THE DATA below:

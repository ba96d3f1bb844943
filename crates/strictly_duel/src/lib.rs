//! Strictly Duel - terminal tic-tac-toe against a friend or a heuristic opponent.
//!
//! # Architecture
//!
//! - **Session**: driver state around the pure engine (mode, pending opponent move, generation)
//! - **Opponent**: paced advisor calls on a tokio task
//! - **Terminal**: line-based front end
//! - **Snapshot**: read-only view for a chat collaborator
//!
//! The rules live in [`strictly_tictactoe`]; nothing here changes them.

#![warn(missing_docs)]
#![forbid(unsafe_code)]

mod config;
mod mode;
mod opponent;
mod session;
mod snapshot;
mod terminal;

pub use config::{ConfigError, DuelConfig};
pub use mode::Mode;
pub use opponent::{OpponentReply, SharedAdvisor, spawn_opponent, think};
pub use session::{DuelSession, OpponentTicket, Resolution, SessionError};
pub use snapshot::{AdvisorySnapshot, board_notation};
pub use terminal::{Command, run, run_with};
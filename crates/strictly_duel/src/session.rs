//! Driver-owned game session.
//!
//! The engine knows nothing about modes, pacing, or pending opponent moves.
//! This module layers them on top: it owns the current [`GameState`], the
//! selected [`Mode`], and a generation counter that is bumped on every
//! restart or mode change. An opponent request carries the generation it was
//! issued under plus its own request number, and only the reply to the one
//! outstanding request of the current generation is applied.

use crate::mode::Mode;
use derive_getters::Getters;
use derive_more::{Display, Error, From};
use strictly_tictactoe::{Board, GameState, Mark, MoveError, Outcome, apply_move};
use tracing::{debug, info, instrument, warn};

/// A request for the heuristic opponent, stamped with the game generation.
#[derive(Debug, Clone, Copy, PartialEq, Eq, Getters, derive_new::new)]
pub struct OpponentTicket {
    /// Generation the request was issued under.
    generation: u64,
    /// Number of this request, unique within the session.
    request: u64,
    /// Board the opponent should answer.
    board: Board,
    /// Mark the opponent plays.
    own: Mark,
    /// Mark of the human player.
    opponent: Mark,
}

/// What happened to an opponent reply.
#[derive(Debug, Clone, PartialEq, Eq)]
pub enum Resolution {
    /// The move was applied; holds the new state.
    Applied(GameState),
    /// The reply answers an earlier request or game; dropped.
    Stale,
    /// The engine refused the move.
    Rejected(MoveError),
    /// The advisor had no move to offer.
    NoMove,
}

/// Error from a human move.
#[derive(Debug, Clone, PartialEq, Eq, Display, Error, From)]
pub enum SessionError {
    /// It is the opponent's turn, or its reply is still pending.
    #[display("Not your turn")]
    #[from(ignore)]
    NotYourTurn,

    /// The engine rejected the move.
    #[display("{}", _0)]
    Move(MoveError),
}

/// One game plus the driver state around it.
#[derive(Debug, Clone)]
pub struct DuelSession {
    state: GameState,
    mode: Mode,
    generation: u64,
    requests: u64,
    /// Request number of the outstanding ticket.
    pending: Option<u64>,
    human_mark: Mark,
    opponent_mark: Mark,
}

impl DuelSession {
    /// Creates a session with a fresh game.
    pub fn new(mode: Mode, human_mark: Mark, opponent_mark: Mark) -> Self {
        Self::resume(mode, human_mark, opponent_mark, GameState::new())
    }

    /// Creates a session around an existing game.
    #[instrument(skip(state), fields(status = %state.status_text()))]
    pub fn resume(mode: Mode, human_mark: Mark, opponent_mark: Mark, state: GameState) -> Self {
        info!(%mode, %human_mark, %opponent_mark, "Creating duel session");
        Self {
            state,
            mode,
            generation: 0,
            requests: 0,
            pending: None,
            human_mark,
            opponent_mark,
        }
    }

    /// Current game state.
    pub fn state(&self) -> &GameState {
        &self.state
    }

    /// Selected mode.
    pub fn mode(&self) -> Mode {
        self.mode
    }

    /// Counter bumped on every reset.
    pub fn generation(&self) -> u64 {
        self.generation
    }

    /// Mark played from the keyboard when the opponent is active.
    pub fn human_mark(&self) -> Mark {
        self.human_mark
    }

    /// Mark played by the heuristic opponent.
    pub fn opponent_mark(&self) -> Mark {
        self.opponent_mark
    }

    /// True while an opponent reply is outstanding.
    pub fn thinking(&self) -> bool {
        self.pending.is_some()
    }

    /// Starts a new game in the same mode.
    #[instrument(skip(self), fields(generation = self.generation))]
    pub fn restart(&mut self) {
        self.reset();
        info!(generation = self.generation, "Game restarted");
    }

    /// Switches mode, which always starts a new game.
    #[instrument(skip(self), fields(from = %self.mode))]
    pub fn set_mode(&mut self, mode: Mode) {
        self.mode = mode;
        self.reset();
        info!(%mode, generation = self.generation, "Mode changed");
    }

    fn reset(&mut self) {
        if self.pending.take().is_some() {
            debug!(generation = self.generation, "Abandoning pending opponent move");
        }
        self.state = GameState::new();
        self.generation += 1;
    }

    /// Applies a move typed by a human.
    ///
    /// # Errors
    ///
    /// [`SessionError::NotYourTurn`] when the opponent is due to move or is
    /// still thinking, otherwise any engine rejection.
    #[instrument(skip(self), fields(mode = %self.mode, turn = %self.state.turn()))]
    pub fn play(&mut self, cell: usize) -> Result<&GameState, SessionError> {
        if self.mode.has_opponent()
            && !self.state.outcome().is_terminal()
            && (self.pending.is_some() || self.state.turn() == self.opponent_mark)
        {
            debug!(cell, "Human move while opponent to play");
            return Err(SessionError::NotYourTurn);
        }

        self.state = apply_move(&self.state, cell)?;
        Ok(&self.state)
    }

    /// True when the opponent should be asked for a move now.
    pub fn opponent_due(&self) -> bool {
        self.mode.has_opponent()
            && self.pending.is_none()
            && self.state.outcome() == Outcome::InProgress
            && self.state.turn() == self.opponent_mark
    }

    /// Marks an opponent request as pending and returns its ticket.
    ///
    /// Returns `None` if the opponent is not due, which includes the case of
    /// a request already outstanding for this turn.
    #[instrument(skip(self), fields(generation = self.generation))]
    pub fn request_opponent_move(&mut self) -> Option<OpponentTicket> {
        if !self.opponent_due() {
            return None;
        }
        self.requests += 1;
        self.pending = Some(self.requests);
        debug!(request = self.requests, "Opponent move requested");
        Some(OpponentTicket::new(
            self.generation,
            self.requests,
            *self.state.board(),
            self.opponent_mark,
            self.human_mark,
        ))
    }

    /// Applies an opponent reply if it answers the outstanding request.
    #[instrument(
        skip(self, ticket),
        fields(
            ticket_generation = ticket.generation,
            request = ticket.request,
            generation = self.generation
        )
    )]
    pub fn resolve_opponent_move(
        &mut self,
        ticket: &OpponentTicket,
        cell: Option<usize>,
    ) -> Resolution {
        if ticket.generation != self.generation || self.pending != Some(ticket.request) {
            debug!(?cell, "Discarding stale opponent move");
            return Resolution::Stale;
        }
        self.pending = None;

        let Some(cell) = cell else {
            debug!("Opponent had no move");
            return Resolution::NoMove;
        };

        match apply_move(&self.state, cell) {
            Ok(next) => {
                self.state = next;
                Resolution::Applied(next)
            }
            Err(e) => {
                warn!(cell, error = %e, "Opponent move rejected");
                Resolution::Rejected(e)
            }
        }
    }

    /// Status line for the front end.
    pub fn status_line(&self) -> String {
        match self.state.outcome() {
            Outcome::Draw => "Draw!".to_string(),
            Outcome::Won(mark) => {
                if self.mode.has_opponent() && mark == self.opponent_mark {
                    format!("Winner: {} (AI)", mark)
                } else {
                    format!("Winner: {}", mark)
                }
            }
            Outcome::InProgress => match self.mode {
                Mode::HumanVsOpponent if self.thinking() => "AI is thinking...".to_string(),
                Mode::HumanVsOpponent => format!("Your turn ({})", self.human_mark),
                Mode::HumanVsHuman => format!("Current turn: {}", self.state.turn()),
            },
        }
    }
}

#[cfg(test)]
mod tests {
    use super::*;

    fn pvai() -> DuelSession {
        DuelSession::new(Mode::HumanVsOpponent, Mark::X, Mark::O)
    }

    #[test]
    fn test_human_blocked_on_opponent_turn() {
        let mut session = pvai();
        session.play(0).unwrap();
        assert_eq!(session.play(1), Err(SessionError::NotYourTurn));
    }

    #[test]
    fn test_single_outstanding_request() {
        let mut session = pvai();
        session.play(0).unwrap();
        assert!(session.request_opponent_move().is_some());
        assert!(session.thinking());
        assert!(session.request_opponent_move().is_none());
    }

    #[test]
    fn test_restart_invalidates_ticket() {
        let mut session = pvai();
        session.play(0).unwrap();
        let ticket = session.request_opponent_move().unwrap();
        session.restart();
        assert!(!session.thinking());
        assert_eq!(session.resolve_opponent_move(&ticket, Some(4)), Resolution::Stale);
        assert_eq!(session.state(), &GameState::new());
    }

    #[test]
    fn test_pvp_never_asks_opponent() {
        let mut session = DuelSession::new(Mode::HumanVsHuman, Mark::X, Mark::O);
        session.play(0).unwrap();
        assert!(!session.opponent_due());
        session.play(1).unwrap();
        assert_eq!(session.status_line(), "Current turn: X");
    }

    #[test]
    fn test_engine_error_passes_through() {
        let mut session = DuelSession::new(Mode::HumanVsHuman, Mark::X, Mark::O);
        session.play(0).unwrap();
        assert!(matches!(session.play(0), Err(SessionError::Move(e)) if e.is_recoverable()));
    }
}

End of THE DATA.

PROBLEM STATEMENT
Give back, verbatim, the lines from the top of the entries above through the line containing "generation is applied.".

SOLUTION TO THE PROBLEM
repository ba96d3f1bb844943
filename crates/strictly_duel/src/lib.rs
//! Strictly Duel - terminal tic-tac-toe against a friend or a heuristic opponent.
//!
//! # Architecture
//!
//! - **Session**: driver state around the pure engine (mode, pending opponent move, generation)
//! - **Opponent**: paced advisor calls on a tokio task
//! - **Terminal**: line-based front end
//! - **Snapshot**: read-only view for a chat collaborator
//!
//! The rules live in [`strictly_tictactoe`]; nothing here changes them.

#![warn(missing_docs)]
#![forbid(unsafe_code)]

mod config;
mod mode;
mod opponent;
mod session;
mod snapshot;
mod terminal;

pub use config::{ConfigError, DuelConfig};
pub use mode::Mode;
pub use opponent::{OpponentReply, SharedAdvisor, spawn_opponent, think};
pub use session::{DuelSession, OpponentTicket, Resolution, SessionError};
pub use snapshot::{AdvisorySnapshot, board_notation};
pub use terminal::{Command, run, run_with};
filename crates/strictly_duel/src/session.rs
//! Driver-owned game session.
//!
//! The engine knows nothing about modes, pacing, or pending opponent moves.
//! This module layers them on top: it owns the current [`GameState`], the
//! selected [`Mode`], and a generation counter that is bumped on every
//! restart or mode change. An opponent request carries the generation it was
//! issued under plus its own request number, and only the reply to the one
//! outstanding request of the current generation is applied.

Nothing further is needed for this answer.